The envoy, who offered to resign to help defuse the controversy, has said he played no role in drafting or delivering the memo to Mullen.

Before leaving Washington, Haqqani told the Dawn newspaper that he would appear before a Pakistani parliamentary committee which would be headed by a religious scholar who was also a lawmaker.

He said the panel would hold a full inquiry into the issue and try to "sift facts from fiction".

Haqqani said he would urge the committee to investigate why "the statement of a doubtful individual was blown out of proportion".

He said the enemies of democracy were behind the scandal and wanted to "use it as an excuse to undo democracy".

President Zardari and Prime Minister Yousuf Raza Gilani called Haqqani to Islamabad to explain his position on the controversy following a meeting of the top leadership of the
ruling Pakistan People's Party last week.

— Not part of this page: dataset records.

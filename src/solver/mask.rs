//! Bitmask constraint building
//!
//! Bit `i` of a mask stands for the `i`-th letter of a profile's short
//! prefix. Letters outside the prefix cannot be expressed here and are left
//! to the positional refinement filter.

use crate::core::{FrequencyProfile, RoundPattern};

/// Fold letters into a mask over the profile's short prefix
///
/// # Examples
/// ```
/// use hangtite::core::FrequencyProfile;
/// use hangtite::solver::mask::letter_mask;
///
/// let profile = FrequencyProfile::learned("eaoirtlnsc", None, 4);
/// assert_eq!(letter_mask("ae".chars(), &profile), 0b0011);
/// // 't' has no bit slot
/// assert_eq!(letter_mask("Ot".chars(), &profile), 0b0100);
/// ```
pub fn letter_mask<I>(letters: I, profile: &FrequencyProfile) -> u32
where
    I: IntoIterator<Item = char>,
{
    letters
        .into_iter()
        .filter_map(|c| profile.slot_of(c))
        .fold(0, |mask, slot| mask | (1 << slot))
}

/// Presence and absence masks of a dictionary word
///
/// The two masks partition the profile's `bit_width` bits.
#[must_use]
pub fn word_masks(word: &str, profile: &FrequencyProfile) -> (u32, u32) {
    let presence = letter_mask(word.chars(), profile);
    (presence, !presence & profile.full_mask())
}

/// Rank of an admissible word under a constraint
///
/// Lower sorts first: fewest extra frequent letters present, then most extra
/// frequent letters confirmed absent.
#[derive(Debug, Clone, Copy, PartialEq, Eq, PartialOrd, Ord, Hash)]
pub struct MaskRank {
    extra_present: u32,
    extra_absent_rev: u32,
}

/// The must-have / must-lack pair applied against stored word masks
#[derive(Debug, Clone, Copy, Default, PartialEq, Eq, Hash)]
pub struct MaskConstraint {
    pub must_have: u32,
    pub must_lack: u32,
}

impl MaskConstraint {
    /// Build both masks for a round
    #[must_use]
    pub fn build(pattern: &RoundPattern, missed: &[char], profile: &FrequencyProfile) -> Self {
        Self {
            must_have: letter_mask(pattern.revealed(), profile),
            must_lack: letter_mask(missed.iter().copied(), profile),
        }
    }

    /// Admissibility test: every required bit set in the respective mask
    #[inline]
    #[must_use]
    pub const fn admits(&self, presence: u32, absence: u32) -> bool {
        presence & self.must_have == self.must_have && absence & self.must_lack == self.must_lack
    }

    #[inline]
    #[must_use]
    pub const fn rank(&self, presence: u32, absence: u32) -> MaskRank {
        MaskRank {
            extra_present: (presence & !self.must_have).count_ones(),
            extra_absent_rev: u32::MAX - (absence & !self.must_lack).count_ones(),
        }
    }
}

#[cfg(test)]
mod tests {
    use super::*;
    use crate::core::BLANK_GLYPH;

    fn profile() -> FrequencyProfile {
        FrequencyProfile::learned("eaoirtlnsc", None, 6)
    }

    #[test]
    fn letter_mask_ignores_unknown_letters() {
        assert_eq!(letter_mask("xyz".chars(), &profile()), 0);
        assert_eq!(letter_mask(std::iter::empty(), &profile()), 0);
    }

    #[test]
    fn letter_mask_duplicates_set_once() {
        assert_eq!(letter_mask("eee".chars(), &profile()), 0b1);
    }

    #[test]
    fn word_masks_partition_bits() {
        let profile = profile();
        for word in ["apple", "tiger", "zebra", "xyz"] {
            let (presence, absence) = word_masks(word, &profile);
            assert_eq!(presence & absence, 0, "{word}");
            assert_eq!(presence | absence, profile.full_mask(), "{word}");
        }
    }

    #[test]
    fn word_masks_without_bitmask_are_empty() {
        let profile = FrequencyProfile::default();
        assert_eq!(word_masks("apple", &profile), (0, 0));
    }

    #[test]
    fn build_uses_revealed_and_missed() {
        let profile = profile();
        let pattern = RoundPattern::parse("␣a␣␣e", BLANK_GLYPH);
        let constraint = MaskConstraint::build(&pattern, &['o', 'x'], &profile);

        assert_eq!(constraint.must_have, 0b000011);
        assert_eq!(constraint.must_lack, 0b000100);
    }

    #[test]
    fn admits_requires_both_masks() {
        let profile = profile();
        let pattern = RoundPattern::parse("␣a␣␣e", BLANK_GLYPH);
        let constraint = MaskConstraint::build(&pattern, &['o'], &profile);

        let (p, a) = word_masks("snake", &profile);
        assert!(constraint.admits(p, a));

        // has 'o'
        let (p, a) = word_masks("horse", &profile);
        assert!(!constraint.admits(p, a));

        // lacks 'a'
        let (p, a) = word_masks("tiger", &profile);
        assert!(!constraint.admits(p, a));
    }

    #[test]
    fn rank_prefers_fewer_new_frequent_letters() {
        let profile = profile();
        let constraint = MaskConstraint::default();

        // "eerie" uses e, i, r; "tiara" uses a, i, r, t
        let (p1, a1) = word_masks("eerie", &profile);
        let (p2, a2) = word_masks("tiara", &profile);
        assert!(constraint.rank(p1, a1) < constraint.rank(p2, a2));
    }

    #[test]
    fn rank_ignores_required_bits() {
        let profile = profile();
        let all = MaskConstraint {
            must_have: 0b11,
            must_lack: 0,
        };
        let (p, a) = word_masks("ae", &profile);
        let rank = all.rank(p, a);
        assert_eq!(rank, all.rank(0b11, a));
        assert_eq!(rank.extra_present, 0);
    }
}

Reports have said that the powerful military is pressuring the weak civilian government to remove Haqqani from his post.

Haqqani, a close aide of Zardari, has served as a vital link between the Pakistan government and the Obama administration and played a key role in resolving several
recent crises in bilateral relations, including the stand-off over CIA contractor Raymond Davis, who was arrested after he shot and killed two men in Lahore earlier this year.

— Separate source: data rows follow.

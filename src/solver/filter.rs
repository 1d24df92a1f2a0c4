//! Positional refinement of paged candidates
//!
//! The mask test only speaks about the most frequent letters as a whole. This
//! filter re-checks every candidate position by position: revealed slots must
//! match exactly and blank slots must not hold a missed letter.

use crate::core::{RoundPattern, Slot, fold_case};

/// Exact per-position template for one round
#[derive(Debug, Clone)]
pub struct PatternFilter {
    slots: Vec<Slot>,
    missed: Vec<char>,
}

impl PatternFilter {
    #[must_use]
    pub fn new(pattern: &RoundPattern, missed: &[char]) -> Self {
        Self {
            slots: pattern.slots().to_vec(),
            missed: missed.iter().copied().map(fold_case).collect(),
        }
    }

    /// Check a candidate word against the template
    ///
    /// # Examples
    /// ```
    /// use hangtite::core::{RoundPattern, BLANK_GLYPH};
    /// use hangtite::solver::PatternFilter;
    ///
    /// let pattern = RoundPattern::parse("␣pp␣␣", BLANK_GLYPH);
    /// let filter = PatternFilter::new(&pattern, &['y']);
    /// assert!(filter.matches("apple"));
    /// assert!(!filter.matches("apply"));
    /// ```
    #[must_use]
    pub fn matches(&self, word: &str) -> bool {
        let mut chars = word.chars().map(fold_case);
        for slot in &self.slots {
            let Some(c) = chars.next() else {
                return false;
            };
            let ok = match slot {
                Slot::Letter(expected) => c == *expected,
                Slot::Blank => !self.missed.contains(&c),
            };
            if !ok {
                return false;
            }
        }
        chars.next().is_none()
    }

    /// Keep only the matching words, preserving order
    #[must_use]
    pub fn refine(&self, words: Vec<String>) -> Vec<String> {
        words.into_iter().filter(|w| self.matches(w)).collect()
    }
}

However, Haqqani has always had an uneasy relationship with the military for his pro-democracy stance.

Before leaving Washington, Haqqani met US Special Envoy for Pakistan and Afghanistan Marc Grossman.

After the 35-minute meeting, the US State Department issued a statement that said Grossman had never seen the memo before it was made public.

During the meeting, Grossman "referenced the statement of Admiral Mike Mullen's spokesperson that Admiral Mullen did receive a letter from Mansoor Ijaz but that "he did not find it at all credible and took no note of it then or later". Therefore, he addressed it with no one," the statement said.

The State Department stressed the need to continue the democratic process in Pakistan.

"We clearly support the democratically elected government of Pakistan, as well as its constitutional processes," State Department spokesman Mark Toner told a briefing.

At the Pentagon, spokesman George Little told reporters that Defence Secretary Leon Panetta was aware of the issues related to the memo.

However, he said "no review" had been ordered when asked why the serious allegations in the memo were ignored by Mullen's office.